──────── PROVIDED DATA ────────
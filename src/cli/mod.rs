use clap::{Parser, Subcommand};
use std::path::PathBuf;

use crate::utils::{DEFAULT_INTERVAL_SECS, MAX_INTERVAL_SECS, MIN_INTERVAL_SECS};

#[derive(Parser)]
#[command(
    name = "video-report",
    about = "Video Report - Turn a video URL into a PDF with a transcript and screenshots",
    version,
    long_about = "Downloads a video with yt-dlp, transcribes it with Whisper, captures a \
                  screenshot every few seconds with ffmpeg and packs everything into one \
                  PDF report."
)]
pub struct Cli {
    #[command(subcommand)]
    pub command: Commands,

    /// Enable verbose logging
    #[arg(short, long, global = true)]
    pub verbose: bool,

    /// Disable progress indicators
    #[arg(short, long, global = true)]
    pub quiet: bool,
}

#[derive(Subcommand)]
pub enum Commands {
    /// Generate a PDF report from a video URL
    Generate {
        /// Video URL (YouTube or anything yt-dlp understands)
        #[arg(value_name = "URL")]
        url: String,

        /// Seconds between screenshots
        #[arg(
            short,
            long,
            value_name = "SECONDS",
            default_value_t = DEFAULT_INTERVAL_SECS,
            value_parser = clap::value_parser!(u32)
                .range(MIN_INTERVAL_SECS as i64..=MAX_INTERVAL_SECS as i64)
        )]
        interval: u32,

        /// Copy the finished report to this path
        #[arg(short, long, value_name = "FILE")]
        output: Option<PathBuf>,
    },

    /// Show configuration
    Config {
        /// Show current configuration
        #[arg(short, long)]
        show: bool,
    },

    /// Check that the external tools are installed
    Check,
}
────────
──────── PROVIDED DATA ────────
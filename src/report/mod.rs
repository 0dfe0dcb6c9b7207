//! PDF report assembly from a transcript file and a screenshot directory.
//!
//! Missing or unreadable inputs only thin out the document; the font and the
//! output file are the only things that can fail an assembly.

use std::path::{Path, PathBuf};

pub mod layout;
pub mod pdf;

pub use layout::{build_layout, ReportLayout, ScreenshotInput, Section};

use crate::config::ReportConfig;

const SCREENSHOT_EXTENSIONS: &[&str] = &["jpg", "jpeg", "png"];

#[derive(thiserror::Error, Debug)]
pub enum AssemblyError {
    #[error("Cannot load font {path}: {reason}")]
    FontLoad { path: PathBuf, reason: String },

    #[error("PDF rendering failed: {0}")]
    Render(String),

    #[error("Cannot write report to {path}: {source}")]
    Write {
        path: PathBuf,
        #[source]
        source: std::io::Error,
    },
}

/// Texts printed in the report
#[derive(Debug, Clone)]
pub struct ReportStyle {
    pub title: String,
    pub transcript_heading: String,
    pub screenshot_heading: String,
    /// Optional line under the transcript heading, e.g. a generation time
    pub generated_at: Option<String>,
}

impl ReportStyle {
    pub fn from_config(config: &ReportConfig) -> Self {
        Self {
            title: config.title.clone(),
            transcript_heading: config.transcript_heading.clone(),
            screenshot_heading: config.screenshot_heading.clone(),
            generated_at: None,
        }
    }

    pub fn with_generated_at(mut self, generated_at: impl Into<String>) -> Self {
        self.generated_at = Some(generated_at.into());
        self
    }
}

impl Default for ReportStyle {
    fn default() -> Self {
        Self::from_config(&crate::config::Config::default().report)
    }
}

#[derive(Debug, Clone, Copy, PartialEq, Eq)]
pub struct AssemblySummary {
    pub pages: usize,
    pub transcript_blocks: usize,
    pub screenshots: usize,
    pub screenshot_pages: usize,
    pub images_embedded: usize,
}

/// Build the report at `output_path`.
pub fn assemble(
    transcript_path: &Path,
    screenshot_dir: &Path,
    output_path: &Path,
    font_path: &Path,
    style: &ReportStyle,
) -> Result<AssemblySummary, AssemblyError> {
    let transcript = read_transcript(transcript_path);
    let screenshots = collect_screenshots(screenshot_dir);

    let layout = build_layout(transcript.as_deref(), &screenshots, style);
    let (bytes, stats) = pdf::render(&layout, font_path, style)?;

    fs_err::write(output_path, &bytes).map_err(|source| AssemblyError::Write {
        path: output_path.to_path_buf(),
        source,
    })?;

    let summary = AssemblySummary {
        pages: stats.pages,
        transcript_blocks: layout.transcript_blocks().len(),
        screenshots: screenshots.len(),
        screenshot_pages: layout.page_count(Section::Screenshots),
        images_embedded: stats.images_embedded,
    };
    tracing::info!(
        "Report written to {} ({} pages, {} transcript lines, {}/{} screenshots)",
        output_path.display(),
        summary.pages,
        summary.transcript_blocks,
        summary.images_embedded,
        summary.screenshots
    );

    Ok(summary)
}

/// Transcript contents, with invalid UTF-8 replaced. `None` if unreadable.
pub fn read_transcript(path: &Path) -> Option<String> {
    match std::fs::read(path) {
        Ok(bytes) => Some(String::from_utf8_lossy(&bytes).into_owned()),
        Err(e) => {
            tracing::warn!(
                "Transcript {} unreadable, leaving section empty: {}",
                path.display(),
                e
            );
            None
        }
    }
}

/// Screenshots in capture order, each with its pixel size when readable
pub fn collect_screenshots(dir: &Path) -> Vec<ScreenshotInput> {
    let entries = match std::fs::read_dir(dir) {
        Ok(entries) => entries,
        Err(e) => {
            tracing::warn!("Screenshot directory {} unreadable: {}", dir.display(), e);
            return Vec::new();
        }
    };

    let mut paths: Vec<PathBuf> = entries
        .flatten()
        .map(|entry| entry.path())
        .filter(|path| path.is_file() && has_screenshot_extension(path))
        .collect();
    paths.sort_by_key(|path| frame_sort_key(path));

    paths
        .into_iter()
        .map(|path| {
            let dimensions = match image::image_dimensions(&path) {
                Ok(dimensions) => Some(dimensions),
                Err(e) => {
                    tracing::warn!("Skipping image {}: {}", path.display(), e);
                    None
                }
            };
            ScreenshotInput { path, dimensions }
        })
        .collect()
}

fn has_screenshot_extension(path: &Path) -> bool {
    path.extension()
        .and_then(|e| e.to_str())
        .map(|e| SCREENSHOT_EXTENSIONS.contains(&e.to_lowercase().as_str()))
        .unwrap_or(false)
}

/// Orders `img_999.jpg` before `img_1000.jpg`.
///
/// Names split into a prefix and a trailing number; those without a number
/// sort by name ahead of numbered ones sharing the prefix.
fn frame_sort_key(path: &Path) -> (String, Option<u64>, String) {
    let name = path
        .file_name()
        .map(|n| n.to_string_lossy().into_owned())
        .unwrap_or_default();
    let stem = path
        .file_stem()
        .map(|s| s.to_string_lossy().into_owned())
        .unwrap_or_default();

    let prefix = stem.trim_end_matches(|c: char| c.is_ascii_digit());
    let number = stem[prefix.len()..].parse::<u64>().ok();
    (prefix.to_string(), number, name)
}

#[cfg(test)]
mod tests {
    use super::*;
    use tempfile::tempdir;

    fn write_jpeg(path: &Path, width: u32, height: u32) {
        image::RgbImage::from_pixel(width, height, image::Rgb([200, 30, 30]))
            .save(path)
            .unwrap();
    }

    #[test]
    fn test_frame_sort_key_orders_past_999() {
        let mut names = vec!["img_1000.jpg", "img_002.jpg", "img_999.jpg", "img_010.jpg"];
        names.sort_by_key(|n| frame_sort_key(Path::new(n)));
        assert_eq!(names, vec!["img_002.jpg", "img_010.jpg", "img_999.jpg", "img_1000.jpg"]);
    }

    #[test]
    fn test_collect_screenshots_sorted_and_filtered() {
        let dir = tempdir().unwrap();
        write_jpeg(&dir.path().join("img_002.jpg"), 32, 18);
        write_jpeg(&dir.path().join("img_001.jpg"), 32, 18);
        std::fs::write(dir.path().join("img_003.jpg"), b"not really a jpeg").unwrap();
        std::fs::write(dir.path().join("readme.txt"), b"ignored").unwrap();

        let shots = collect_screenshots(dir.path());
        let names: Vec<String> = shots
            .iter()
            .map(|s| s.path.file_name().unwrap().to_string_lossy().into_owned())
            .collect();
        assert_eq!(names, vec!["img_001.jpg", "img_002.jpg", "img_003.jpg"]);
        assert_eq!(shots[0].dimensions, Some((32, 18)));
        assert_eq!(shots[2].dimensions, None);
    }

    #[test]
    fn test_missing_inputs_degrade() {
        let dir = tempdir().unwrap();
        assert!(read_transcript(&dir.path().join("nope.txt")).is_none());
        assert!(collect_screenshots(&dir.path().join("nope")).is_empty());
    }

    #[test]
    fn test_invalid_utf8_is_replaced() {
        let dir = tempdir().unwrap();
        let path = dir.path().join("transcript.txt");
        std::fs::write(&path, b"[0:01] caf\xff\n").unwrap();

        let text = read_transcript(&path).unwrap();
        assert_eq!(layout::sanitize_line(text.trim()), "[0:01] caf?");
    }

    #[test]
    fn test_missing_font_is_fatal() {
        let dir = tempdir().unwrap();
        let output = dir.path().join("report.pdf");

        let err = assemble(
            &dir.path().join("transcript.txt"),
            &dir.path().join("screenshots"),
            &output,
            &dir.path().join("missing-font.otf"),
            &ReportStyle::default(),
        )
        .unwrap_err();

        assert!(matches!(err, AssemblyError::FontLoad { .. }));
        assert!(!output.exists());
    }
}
────────
▶ PROBLEM TO WORK ON
For this exercise, gather every line of the data that contains the word "Some".

▶ ANSWER FOR THE TASK
        self.generated_at = Some(generated_at.into());
        Ok(bytes) => Some(String::from_utf8_lossy(&bytes).into_owned()),
                Ok(dimensions) => Some(dimensions),
        assert_eq!(shots[0].dimensions, Some((32, 18)));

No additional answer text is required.